Correr con `resaca´

alcoholEs muy habitual que los excesos de comida y bebida se produzcan en estas fechas navideñas y en particular con el alcohol. Ya seamos abstemios o amantes del cachondeo estas fiestas son proclives a provocarnos la temida “resaca”.
Sentirnos con el cuerpo dolorido, con sensación de desgana, una sed implacable y dolor de cabeza es lo más habitual que nos puede suceder después de una noche de excesos. Tu cuerpo te está pidiendo una tregua y eso es lo que deberías hacer. Pero si a pesar de ello no quieres perderte tu sesión de entreno o aquella carrera a la que llevas meses apuntado, por lo menos deberías conocer a los riesgos que te expones.
La intoxicación etílica pone a trabajar en exceso órganos como los riñones y el hígado. Éstos necesitan para sintetizar el alcohol más cantidades de agua, lo que somete al organismo a un proceso de deshidratación que es lo que se conoce como resaca. En nuestro organismo se acumulan una serie de toxinas y residuos que son los que nos dan ese estado de desgana y “mal cuerpo”.
Lo primero conviene aclarar que hacer ejercicio con resaca no está prohibido. La realidad es que no vamos a rendir de la misma manera pero en ningún caso será la única y absoluta responsable de un desfallecimiento fulminante ni nos hará “perder años de vida”. De hecho muchos artículos y expertos creen que ayuda a combatir mucho más rápido los efectos del alcohol pero la realidad es que no es muy aconsejable practicar running en un día de resaca.

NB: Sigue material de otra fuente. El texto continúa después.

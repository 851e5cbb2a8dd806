//! Renderer-agnostic instance data for drawing a voxel set as boxes

use bytemuck::{Pod, Zeroable};

use crate::core::{Error, Result};
use crate::core::types::Mat4;
use super::set::{VoxelSet, VoxelTag};

/// Palette color for classified voxels, HSL(0.4, 0.4, 0.4)
pub const CLASSIFIED_HSL: [f32; 3] = [0.4, 0.4, 0.4];

/// Palette color for gap-filled voxels, HSL(0.9, 0.9, 0.9)
pub const GAP_FILLED_HSL: [f32; 3] = [0.9, 0.9, 0.9];

/// Per-instance GPU record
#[repr(C)]
#[derive(Clone, Copy, Debug, PartialEq, Pod, Zeroable)]
pub struct VoxelInstance {
    /// Column-major model matrix (translation only)
    pub transform: [[f32; 4]; 4],
    /// Linear RGB, alpha = 1
    pub color: [f32; 4],
}

/// Shared box shape drawn at every instance
#[derive(Clone, Copy, Debug, PartialEq)]
pub struct BoxGeometry {
    /// Edge length
    pub size: f32,
    /// Corner rounding radius
    pub roundness: f32,
}

impl BoxGeometry {
    /// Requires `0 < size <= cell_size` and `0 <= roundness <= size / 2`
    pub fn new(size: f32, roundness: f32, cell_size: f32) -> Result<Self> {
        if !(size.is_finite() && size > 0.0 && size <= cell_size) {
            return Err(Error::InvalidConfiguration(format!(
                "box size must be in (0, {cell_size}], got {size}"
            )));
        }
        if !(roundness.is_finite() && (0.0..=size * 0.5).contains(&roundness)) {
            return Err(Error::InvalidConfiguration(format!(
                "box roundness must be in [0, {}], got {roundness}",
                size * 0.5
            )));
        }
        Ok(Self { size, roundness })
    }
}

/// Instance records for every voxel, in set order
#[derive(Clone, Debug)]
pub struct InstanceBuffer {
    geometry: BoxGeometry,
    instances: Vec<VoxelInstance>,
}

impl InstanceBuffer {
    pub fn build(set: &VoxelSet, box_size: f32, roundness: f32) -> Result<Self> {
        let geometry = BoxGeometry::new(box_size, roundness, set.spec().cell_size)?;
        let classified = hsl_to_rgb(CLASSIFIED_HSL);
        let gap_filled = hsl_to_rgb(GAP_FILLED_HSL);

        let instances = set
            .iter()
            .map(|voxel| {
                let [r, g, b] = voxel.color.unwrap_or(match voxel.tag {
                    VoxelTag::Classified => classified,
                    VoxelTag::GapFilled => gap_filled,
                });
                VoxelInstance {
                    transform: Mat4::from_translation(voxel.center).to_cols_array_2d(),
                    color: [r, g, b, 1.0],
                }
            })
            .collect();

        Ok(Self { geometry, instances })
    }

    pub fn geometry(&self) -> BoxGeometry {
        self.geometry
    }

    pub fn instances(&self) -> &[VoxelInstance] {
        &self.instances
    }

    pub fn len(&self) -> usize {
        self.instances.len()
    }

    pub fn is_empty(&self) -> bool {
        self.instances.is_empty()
    }

    /// Raw bytes ready for a vertex/instance buffer upload
    pub fn as_bytes(&self) -> &[u8] {
        bytemuck::cast_slice(&self.instances)
    }
}

/// HSL (all components in `[0, 1]`) to RGB
pub fn hsl_to_rgb([h, s, l]: [f32; 3]) -> [f32; 3] {
    if s == 0.0 {
        return [l, l, l];
    }
    let q = if l <= 0.5 { l * (1.0 + s) } else { l + s - l * s };
    let p = 2.0 * l - q;
    [
        hue_to_channel(p, q, h + 1.0 / 3.0),
        hue_to_channel(p, q, h),
        hue_to_channel(p, q, h - 1.0 / 3.0),
    ]
}

fn hue_to_channel(p: f32, q: f32, t: f32) -> f32 {
    let t = t.rem_euclid(1.0);
    if t < 1.0 / 6.0 {
        p + (q - p) * 6.0 * t
    } else if t < 0.5 {
        q
    } else if t < 2.0 / 3.0 {
        p + (q - p) * 6.0 * (2.0 / 3.0 - t)
    } else {
        p
    }
}

#[cfg(test)]
mod tests {
    use super::*;
    use crate::core::types::Vec3;
    use crate::voxel::grid::{GridCellId, GridSpec};

    fn approx(a: [f32; 3], b: [f32; 3]) -> bool {
        a.iter().zip(b).all(|(x, y)| (x - y).abs() < 1e-5)
    }

    fn two_voxel_set() -> VoxelSet {
        let mut set = VoxelSet::new(GridSpec::new(Vec3::splat(-0.5), 0.5).unwrap());
        set.insert(GridCellId::new(1, 0, 1), VoxelTag::GapFilled);
        set.insert(GridCellId::new(0, 0, 0), VoxelTag::Classified);
        set
    }

    #[test]
    fn test_hsl_to_rgb() {
        assert!(approx(hsl_to_rgb(CLASSIFIED_HSL), [0.24, 0.56, 0.368]));
        assert!(approx(hsl_to_rgb([0.0, 1.0, 0.5]), [1.0, 0.0, 0.0]));
        assert!(approx(hsl_to_rgb([0.5, 0.0, 0.3]), [0.3, 0.3, 0.3]));
    }

    #[test]
    fn test_build_instances() {
        let mut set = two_voxel_set();
        let buffer = InstanceBuffer::build(&set, 0.4, 0.05).unwrap();
        assert_eq!(buffer.len(), 2);
        assert_eq!(buffer.geometry(), BoxGeometry { size: 0.4, roundness: 0.05 });

        // Set order: (0,0,0) first
        let first = buffer.instances()[0];
        assert_eq!(first.transform[3], [-0.25, -0.25, -0.25, 1.0]);
        assert_eq!(first.transform[0], [1.0, 0.0, 0.0, 0.0]);
        assert!(approx([first.color[0], first.color[1], first.color[2]], hsl_to_rgb(CLASSIFIED_HSL)));
        assert_eq!(first.color[3], 1.0);

        let second = buffer.instances()[1];
        assert_eq!(second.transform[3], [0.25, -0.25, 0.25, 1.0]);
        assert!(approx([second.color[0], second.color[1], second.color[2]], hsl_to_rgb(GAP_FILLED_HSL)));

        set.set_color(GridCellId::new(0, 0, 0), [1.0, 0.5, 0.0]);
        let tinted = InstanceBuffer::build(&set, 0.4, 0.05).unwrap();
        assert_eq!(tinted.instances()[0].color, [1.0, 0.5, 0.0, 1.0]);
    }

    #[test]
    fn test_bytes_layout() {
        let buffer = InstanceBuffer::build(&two_voxel_set(), 0.5, 0.0).unwrap();
        assert_eq!(std::mem::size_of::<VoxelInstance>(), 80);
        assert_eq!(buffer.as_bytes().len(), 160);
    }

    #[test]
    fn test_invalid_geometry_rejected() {
        let set = two_voxel_set();
        for (size, roundness) in [(0.0, 0.0), (0.6, 0.0), (0.4, 0.3), (0.4, -0.1), (f32::NAN, 0.0)] {
            assert!(matches!(
                InstanceBuffer::build(&set, size, roundness),
                Err(Error::InvalidConfiguration(_))
            ));
        }
    }

    #[test]
    fn test_empty_set() {
        let set = VoxelSet::new(GridSpec::new(Vec3::ZERO, 1.0).unwrap());
        let buffer = InstanceBuffer::build(&set, 1.0, 0.1).unwrap();
        assert!(buffer.is_empty());
        assert!(buffer.as_bytes().is_empty());
    }
}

Los motivos fundamentales para hacer esta afirmación es el aumento del riesgo de lesiones musculares. Esto se debe a la acidosis (acumulación de ácido), que unida al exceso de produción de ácido láctico, que se desarrolla cuando el cuerpo descompone carbohidratos para utilizarlos como energía durante momentos de niveles bajos de oxígeno, aumenta el riesgo de lesión deportiva. Por otro lado el riesgo cardiovascular aumenta puesto que la frecuencia cardiaca es más elevada y por lo tanto el esfuerzo del corazón es mayor. Y todo ello está relacionado con el factor más importante la deshidratación. El cosumo de alcohol inhibe la hormona que controla la reabsorción de agua, algo que, durante el deporte, puede conducir a un agotamiento exagerado o a la aparición de tirones calambres o roturas musculares.

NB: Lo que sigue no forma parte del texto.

//! Core types, errors and logging

pub mod types;
pub mod error;
pub mod logging;

pub use types::*;
pub use error::Error;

Si aun así decides correr recuerda abrigarte algo más de la habitual ya que el alcohol provoca una vasodilatación con la consiguiente pérdida de temperatura corporal y no olvides sobre-hidratarte antes y después de la tirada para recuperar la perdida de líquidos de nuestro organismo.
Como hemos dicho antes, muchos recomiendan el running para combatir la temida resaca, y no van mal desencaminados ya que cuando ponemos el cuerpo en marcha activamos la circulación con ello hacemos que todas las partes del cuerpo reciban los nutrientes necesarios para funcionar corregir el correcto funcionamiento que habían perdido con el exceso de alcohol.

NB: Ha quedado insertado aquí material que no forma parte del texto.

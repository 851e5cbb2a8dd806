//! Geometry adapter: flattens mesh handles into a world-space triangle buffer.
//!
//! The model-loading collaborator owns the real mesh representation. It only
//! has to expose its drawable parts through [`MeshSource`]: a position
//! attribute, an optional index list and the local-to-world transform.
//! [`extract`] turns that into an immutable [`TriangleBuffer`] whose
//! triangles are in world space with outward-facing winding.

use crate::core::{Error, Result};
use crate::core::types::{Mat4, Vec3};
use crate::math::{Aabb, Triangle};

/// Relative distance (fraction of the bounding diagonal) within which all
/// vertices count as lying on one plane
const PLANAR_TOLERANCE: f32 = 1e-5;

/// Borrowed view of one drawable sub-mesh
#[derive(Clone, Copy, Debug)]
pub struct SubMesh<'a> {
    /// Vertex positions in the sub-mesh's local frame
    pub positions: &'a [[f32; 3]],
    /// Triangle list indices; `None` means consecutive vertex triples
    pub indices: Option<&'a [u32]>,
    /// Local-to-world transform
    pub transform: Mat4,
}

/// Opaque mesh handle supplied by the model-loading side
pub trait MeshSource {
    /// Every drawable sub-mesh of the model
    fn sub_meshes(&self) -> Vec<SubMesh<'_>>;
}

/// Owned triangle-list mesh with a local-to-world transform
#[derive(Clone, Debug)]
pub struct IndexedMesh {
    pub positions: Vec<[f32; 3]>,
    pub indices: Option<Vec<u32>>,
    pub transform: Mat4,
}

impl IndexedMesh {
    /// Indexed triangle list in world space
    pub fn new(positions: Vec<[f32; 3]>, indices: Vec<u32>) -> Self {
        Self {
            positions,
            indices: Some(indices),
            transform: Mat4::IDENTITY,
        }
    }

    /// Non-indexed triangle list: every three positions form a triangle
    pub fn non_indexed(positions: Vec<[f32; 3]>) -> Self {
        Self {
            positions,
            indices: None,
            transform: Mat4::IDENTITY,
        }
    }

    /// Set the local-to-world transform
    pub fn with_transform(mut self, transform: Mat4) -> Self {
        self.transform = transform;
        self
    }

    pub fn triangle_count(&self) -> usize {
        match &self.indices {
            Some(indices) => indices.len() / 3,
            None => self.positions.len() / 3,
        }
    }

    pub fn as_sub_mesh(&self) -> SubMesh<'_> {
        SubMesh {
            positions: &self.positions,
            indices: self.indices.as_deref(),
            transform: self.transform,
        }
    }
}

impl MeshSource for IndexedMesh {
    fn sub_meshes(&self) -> Vec<SubMesh<'_>> {
        vec![self.as_sub_mesh()]
    }
}

/// A model assembled from several sub-meshes
#[derive(Clone, Debug, Default)]
pub struct Mesh {
    pub parts: Vec<IndexedMesh>,
}

impl Mesh {
    pub fn new() -> Self {
        Self::default()
    }

    /// Add a part (builder style)
    pub fn with_part(mut self, part: IndexedMesh) -> Self {
        self.parts.push(part);
        self
    }

    pub fn push(&mut self, part: IndexedMesh) {
        self.parts.push(part);
    }
}

impl MeshSource for Mesh {
    fn sub_meshes(&self) -> Vec<SubMesh<'_>> {
        self.parts.iter().map(IndexedMesh::as_sub_mesh).collect()
    }
}

/// Immutable world-space triangle list plus its bounds
#[derive(Clone, Debug)]
pub struct TriangleBuffer {
    triangles: Vec<Triangle>,
    bounds: Aabb,
}

impl TriangleBuffer {
    /// Wrap triangles as-is (no winding normalization)
    pub fn from_triangles(triangles: Vec<Triangle>) -> Self {
        let bounds = Aabb::from_points(triangles.iter().flat_map(|t| [t.a, t.b, t.c]));
        Self { triangles, bounds }
    }

    pub fn triangles(&self) -> &[Triangle] {
        &self.triangles
    }

    pub fn get(&self, index: usize) -> Option<&Triangle> {
        self.triangles.get(index)
    }

    pub fn len(&self) -> usize {
        self.triangles.len()
    }

    pub fn is_empty(&self) -> bool {
        self.triangles.is_empty()
    }

    /// Bounding box of all vertices; inverted when empty
    pub fn bounds(&self) -> Aabb {
        self.bounds
    }

    /// Enclosed volume by the divergence theorem, measured from the bounds
    /// center. Exact for closed meshes; for open ones the sign still moves
    /// with the mesh rather than with its world placement.
    pub fn signed_volume(&self) -> f32 {
        let apex = self.bounds.center();
        self.triangles.iter().map(|t| t.signed_volume(apex)).sum()
    }

    /// False when every non-degenerate triangle lies on a single plane (or
    /// there are none), i.e. the surface cannot bound a solid.
    pub fn encloses_volume(&self) -> bool {
        let solid: Vec<&Triangle> = self.triangles.iter().filter(|t| !t.is_degenerate()).collect();
        let Some(reference) = solid.iter().max_by(|a, b| a.area().total_cmp(&b.area())) else {
            return false;
        };

        let normal = reference.normal().normalize();
        let tolerance = PLANAR_TOLERANCE * self.bounds.size().length();
        solid
            .iter()
            .flat_map(|t| [t.a, t.b, t.c])
            .any(|p| (p - reference.a).dot(normal).abs() > tolerance)
    }

    fn flip_all(&mut self) {
        for tri in &mut self.triangles {
            *tri = tri.flipped();
        }
    }
}

/// Flatten every sub-mesh into one world-space buffer.
///
/// Sub-meshes with a mirroring transform have their winding reversed, and
/// when the result has negative signed volume the whole buffer is flipped so
/// that closed meshes expose outward normals.
pub fn extract<M: MeshSource + ?Sized>(mesh: &M) -> Result<(TriangleBuffer, Aabb)> {
    let mut triangles = Vec::new();

    for (part_index, part) in mesh.sub_meshes().iter().enumerate() {
        if part.positions.is_empty() && part.indices.is_none_or(|i| i.is_empty()) {
            continue;
        }
        append_sub_mesh(part_index, part, &mut triangles)?;
    }

    if triangles.is_empty() {
        return Err(Error::InvalidGeometry("mesh has no triangles".into()));
    }

    let mut buffer = TriangleBuffer::from_triangles(triangles);
    if buffer.signed_volume() < 0.0 {
        log::debug!("Flipping winding of {} triangles (negative signed volume)", buffer.len());
        buffer.flip_all();
    }

    let degenerate = buffer.triangles().iter().filter(|t| t.is_degenerate()).count();
    if degenerate > 0 {
        log::debug!("{} of {} triangles have zero area", degenerate, buffer.len());
    }

    let bounds = buffer.bounds();
    Ok((buffer, bounds))
}

fn append_sub_mesh(part_index: usize, part: &SubMesh<'_>, out: &mut Vec<Triangle>) -> Result<()> {
    let world: Vec<Vec3> = part
        .positions
        .iter()
        .map(|p| part.transform.transform_point3(Vec3::from_array(*p)))
        .collect();

    if let Some(bad) = world.iter().position(|p| !p.is_finite()) {
        return Err(Error::InvalidGeometry(format!(
            "sub-mesh {part_index}: vertex {bad} is not finite"
        )));
    }

    let mirrored = part.transform.determinant() < 0.0;
    let mut push = |a: Vec3, b: Vec3, c: Vec3| {
        let tri = Triangle::new(a, b, c);
        out.push(if mirrored { tri.flipped() } else { tri });
    };

    match part.indices {
        Some(indices) => {
            if indices.len() % 3 != 0 {
                return Err(Error::InvalidGeometry(format!(
                    "sub-mesh {part_index}: index count {} is not a multiple of 3",
                    indices.len()
                )));
            }
            if let Some(&bad) = indices.iter().find(|&&i| i as usize >= world.len()) {
                return Err(Error::InvalidGeometry(format!(
                    "sub-mesh {part_index}: index {bad} out of range for {} vertices",
                    world.len()
                )));
            }
            for tri in indices.chunks_exact(3) {
                push(world[tri[0] as usize], world[tri[1] as usize], world[tri[2] as usize]);
            }
        }
        None => {
            if world.len() % 3 != 0 {
                return Err(Error::InvalidGeometry(format!(
                    "sub-mesh {part_index}: vertex count {} is not a multiple of 3",
                    world.len()
                )));
            }
            for tri in world.chunks_exact(3) {
                push(tri[0], tri[1], tri[2]);
            }
        }
    }

    Ok(())
}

No hay que olvidar que con el deporte también conseguimos activar el metabolismo y con ello quemar calorías acumuladas en el organismo. El alcohol nos aporta grandes cantidades de calorías, por lo que hacer deporte después de una borrachera nos será de gran utilidad para quemar este exceso de calorías. Además, el ejercicio nos ayudará a sudar y de este modo conseguiremos eliminar gran parte de las toxinas acumuladas con la intoxicación etílica.